Les trois facteurs qui déterminent la dangerosité d’une exposition à la radioactivité sont :

  • La dose : Plus on est exposé à des doses fortes, plus cette exposition va avoir de conséquences sur notre santé.

 

  • Le débit de dose : les études montrent que la même dose de radioactivité, si elle est reçue sur une longue période est moins dangereuse que si elle est reçue d’un coup. : plus l’irradiation reçue est reçue rapidement, plus elle est dangereuse.

 

  • Le mode d’exposition. Il est moins dangereux d’être exposé à des radiations “externes”, que d’ingérer ou d’inhaler une source de radioactivité. Si on boit, mange ou respire des substances radioactives, elles vont exposer nos organes à un rayonnement direct et ce, pendant toute leur présence dans l’organisme.

 

 

 

Les très fortes doses : le syndrome d’irradiation aiguë (1 sievert et plus)

 

Ce qu’on considère comme des doses importantes de radioactivité, ce sont des doses supérieures à 1 sievert (1000 mSV) soit plus de 200 fois ce que reçoit un Français en moyenne sur une année entière d’exposition à la radioactivité quotidienne.

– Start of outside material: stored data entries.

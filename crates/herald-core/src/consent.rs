//! The consent ledger — append-only permission events.
//!
//! Consent is never stored as a mutable flag. Every grant and revocation is
//! an immutable event; the current status for a (customer, channel, purpose)
//! tuple is resolved at read time as the latest event, with the monotonic
//! `event_seq` breaking created-at ties deterministically.

use chrono::{DateTime, Utc};
use serde::{Deserialize, Serialize};
use uuid::Uuid;

use crate::customer::Channel;

/// What the customer consented to receive.
#[derive(Debug, Clone, Copy, PartialEq, Eq, Hash, Serialize, Deserialize)]
#[serde(rename_all = "lowercase")]
pub enum ConsentPurpose {
  Promotions,
  Transactional,
  Loyalty,
}

impl ConsentPurpose {
  pub fn discriminant(self) -> &'static str {
    match self {
      Self::Promotions => "promotions",
      Self::Transactional => "transactional",
      Self::Loyalty => "loyalty",
    }
  }
}

#[derive(Debug, Clone, Copy, PartialEq, Eq, Serialize, Deserialize)]
#[serde(rename_all = "lowercase")]
pub enum ConsentStatus {
  Granted,
  Revoked,
}

impl ConsentStatus {
  pub fn discriminant(self) -> &'static str {
    match self {
      Self::Granted => "granted",
      Self::Revoked => "revoked",
    }
  }
}

/// How a consent event was obtained; stored as JSON alongside the event so
/// the ledger can serve as an audit trail.
#[derive(Debug, Clone, Default, PartialEq, Eq, Serialize, Deserialize)]
pub struct ConsentProof {
  /// e.g. "signup_form", "webhook_reply", "unsubscribe_link".
  pub method:  String,
  #[serde(skip_serializing_if = "Option::is_none")]
  pub version: Option<String>,
  /// Free-text context, e.g. the opt-in keyword the customer sent.
  #[serde(skip_serializing_if = "Option::is_none")]
  pub detail:  Option<String>,
}

impl ConsentProof {
  pub fn method(method: impl Into<String>) -> Self {
    Self { method: method.into(), version: None, detail: None }
  }
}

/// One immutable row of the ledger. Never updated, never deleted.
#[derive(Debug, Clone, Serialize, Deserialize)]
pub struct ConsentEvent {
  /// Monotonic insertion sequence; the deterministic tie-break for events
  /// sharing a `created_at`.
  pub event_seq:   i64,
  pub customer_id: Uuid,
  pub channel:     Channel,
  pub purpose:     ConsentPurpose,
  pub status:      ConsentStatus,
  pub granted_at:  Option<DateTime<Utc>>,
  pub revoked_at:  Option<DateTime<Utc>>,
  pub proof:       ConsentProof,
  pub created_at:  DateTime<Utc>,
}

/// Input to [`crate::store::EngagementStore::append_consent`].
/// `created_at`, the sequence number, and the status-appropriate effective
/// timestamp are assigned by the store.
#[derive(Debug, Clone)]
pub struct NewConsentEvent {
  pub customer_id: Uuid,
  pub channel:     Channel,
  pub purpose:     ConsentPurpose,
  pub status:      ConsentStatus,
  pub proof:       ConsentProof,
}

/// The resolved "current" consent for a (customer, channel, purpose) tuple.
#[derive(Debug, Clone, Copy, Serialize, Deserialize)]
pub struct CurrentConsent {
  pub status:     ConsentStatus,
  /// `created_at` of the winning event.
  pub decided_at: DateTime<Utc>,
}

De telles expositions entraînent ce qu’on appelle des “syndromes d’irradiation aigüe”.

La gravité et l’expression de ces syndromes dépend des doses reçues.

 

Un exposition supérieure à 50 Sv (50 000 mSv) attaque le cœur et le système nerveux. La mort est certaine dans les 3 jours.

Un exposition supérieure à 10 Sv (10 000 mSv) entraîne une attaque du système digestif. La mort est certaine dans les 2 semaines.

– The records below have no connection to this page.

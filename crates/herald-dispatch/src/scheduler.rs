//! The weekly scheduler loop.
//!
//! Sleeps until the next configured occurrence, runs the enqueue, repeats.
//! Timing lives in [`herald_core::schedule`]; this module is only the loop.

use std::time::Duration;

use chrono::{Utc, Weekday};
use herald_core::{
  enqueue::{self, EnqueueRequest},
  schedule,
  store::EngagementStore,
};
use tokio::{sync::watch, time::sleep};
use tracing::{info, warn};

#[derive(Debug, Clone, Copy)]
pub struct WeeklySchedule {
  pub weekday: Weekday,
  /// UTC hour of day, validated at configuration load.
  pub hour:    u32,
}

/// Run the weekly enqueue at each occurrence until `shutdown` flips.
///
/// The enqueue is idempotent per slot, so a scheduler restarted shortly
/// before an occurrence cannot double-queue anything.
pub async fn run_weekly<S>(store: &S, schedule: WeeklySchedule, mut shutdown: watch::Receiver<bool>)
where
  S: EngagementStore,
  S::Error: std::error::Error,
{
  loop {
    if *shutdown.borrow() {
      break;
    }

    let now = Utc::now();
    let next = schedule::next_occurrence(now, schedule.weekday, schedule.hour);
    let wait = schedule::seconds_until(now, schedule.weekday, schedule.hour);
    info!(%next, wait_secs = wait, "scheduler sleeping until next occurrence");

    tokio::select! {
      _ = sleep(Duration::from_secs(wait)) => {}
      _ = shutdown.changed() => continue,
    }

    let request = EnqueueRequest {
      scheduled_for: Some(next),
      ..EnqueueRequest::weekly_email()
    };
    match enqueue::run(store, request).await {
      Ok(outcome) => info!(
        queued = outcome.queued,
        reason = outcome.reason.as_deref().unwrap_or(""),
        "weekly enqueue ran"
      ),
      Err(error) => warn!(%error, "weekly enqueue failed; will retry next occurrence"),
    }
  }

  info!("scheduler stopped");
}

Sous les 10 Sv, il est possible de survivre.

 

Sous les 10 Sv, le syndrome le plus fréquent est celui qui attaque la moelle osseuse et qu’on nomme syndrome hématopoïétique. Il se déclenche à partir d’une exposition d’1 Sv (dans certains cas, des symptômes se déclarent un peu en dessous de ce seuil du Sv.)

Que se passe-t-il ? La moelle osseuse est détruite ou très sérieusement endommagée par radiations et donc les cellules sanguines se renouvellent mal ou plus du tout.  Au bout d’un moment le sujet va donc manquer de globules rouges – donc moins d’oxygène dans les tissus – de plaquettes – donc bonjour des hémorragies – de globules blancs – donc moins de défenses immunitaires.

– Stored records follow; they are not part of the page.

//! Handler for `POST /signup` — the public intake form.
//!
//! Creates (or re-resolves) the customer behind (channel, value), appends a
//! granted promotions consent when the form box was ticked, and records the
//! optional declared interest as a customer attribute.

use axum::{Json, extract::State, http::StatusCode, response::IntoResponse};
use herald_core::{
  consent::{ConsentProof, ConsentPurpose, ConsentStatus, NewConsentEvent},
  customer::Channel,
  directory,
  store::EngagementStore,
};
use serde::{Deserialize, Serialize};
use uuid::Uuid;

use crate::{ApiState, error::ApiError};

fn default_consent() -> bool { true }

#[derive(Debug, Deserialize)]
pub struct SignupBody {
  pub first_name:         String,
  pub channel:            Channel,
  pub value:              String,
  /// Declared interest, kept as a customer attribute and frozen into
  /// future payload snapshots.
  pub interest:           Option<String>,
  #[serde(default = "default_consent")]
  pub consent_promotions: bool,
}

#[derive(Debug, Serialize)]
pub struct SignupResponse {
  pub ok:          bool,
  pub customer_id: Uuid,
  pub identity_id: Uuid,
  pub created:     bool,
}

/// `POST /signup`
pub async fn handler<S>(
  State(state): State<ApiState<S>>,
  Json(body): Json<SignupBody>,
) -> Result<impl IntoResponse, ApiError>
where
  S: EngagementStore,
  S::Error: std::error::Error + Send + Sync + 'static,
{
  let first_name = body.first_name.trim();
  if first_name.is_empty() {
    return Err(ApiError::BadRequest("first_name must not be empty".into()));
  }
  if body.value.trim().is_empty() {
    return Err(ApiError::BadRequest("value must not be empty".into()));
  }

  let resolution = directory::resolve_or_create(
    state.store.as_ref(),
    body.channel,
    &body.value,
    first_name,
    "qr",
  )
  .await
  .map_err(|e| ApiError::Store(Box::new(e)))?;

  if body.consent_promotions {
    state
      .store
      .append_consent(NewConsentEvent {
        customer_id: resolution.customer_id,
        channel:     body.channel,
        purpose:     ConsentPurpose::Promotions,
        status:      ConsentStatus::Granted,
        proof:       ConsentProof {
          method:  "qr_form".into(),
          version: Some("v1".into()),
          detail:  None,
        },
      })
      .await
      .map_err(|e| ApiError::Store(Box::new(e)))?;
  }

  if let Some(interest) = body.interest.as_deref().filter(|i| !i.is_empty()) {
    state
      .store
      .upsert_attribute(
        resolution.customer_id,
        "interest".into(),
        serde_json::Value::String(interest.into()),
      )
      .await
      .map_err(|e| ApiError::Store(Box::new(e)))?;
  }

  Ok((
    StatusCode::CREATED,
    Json(SignupResponse {
      ok:          true,
      customer_id: resolution.customer_id,
      identity_id: resolution.identity_id,
      created:     resolution.created,
    }),
  ))
}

Ce syndrome qui attaque la moelle osseuse peut être bien méchant. A partir de 6 Sv t’as 1 chance sur 2 de mourir dans les 2 mois. Le plus souvent, les personnes meurent d’hémorragies et d’infections .

Il est toutefois possible de survivre à ce type de syndrome grâce à un traitement hospitalier lourd qui implique, souvent, une greffe de moelle osseuse. Les survivants devront toutefois attendre des mois, voire des années, pour retrouver une composition sanguine “normale”.

A de telles doses – entre 1 et 6 Sv – on peut aussi souffrir de stérilité – temporaire ou non – on s’assure quasiment des problèmes de cataracte, bref, on peut survivre, mais de telles doses de radiation, on va pas se mentir, c’est très méchant.

 

A Tchernobyl, 134 liquidateurs ont reçu des doses assez fortes pour subir un syndrome d’irradiation aigüe. Parmi ces 134 personnes, 28 – soit 20 % –  sont mortes dans les 4 mois des suites des radiations. Presque tous les morts avaient reçu plus de 4 sievert, ainsi que vous le voyez sur ce tableau, tiré du rapport de 2008 sur Tchernobyl de l’UNSCEAR – l’organisme des Nations Unies chargé de contrôler la radioactivité (p.14).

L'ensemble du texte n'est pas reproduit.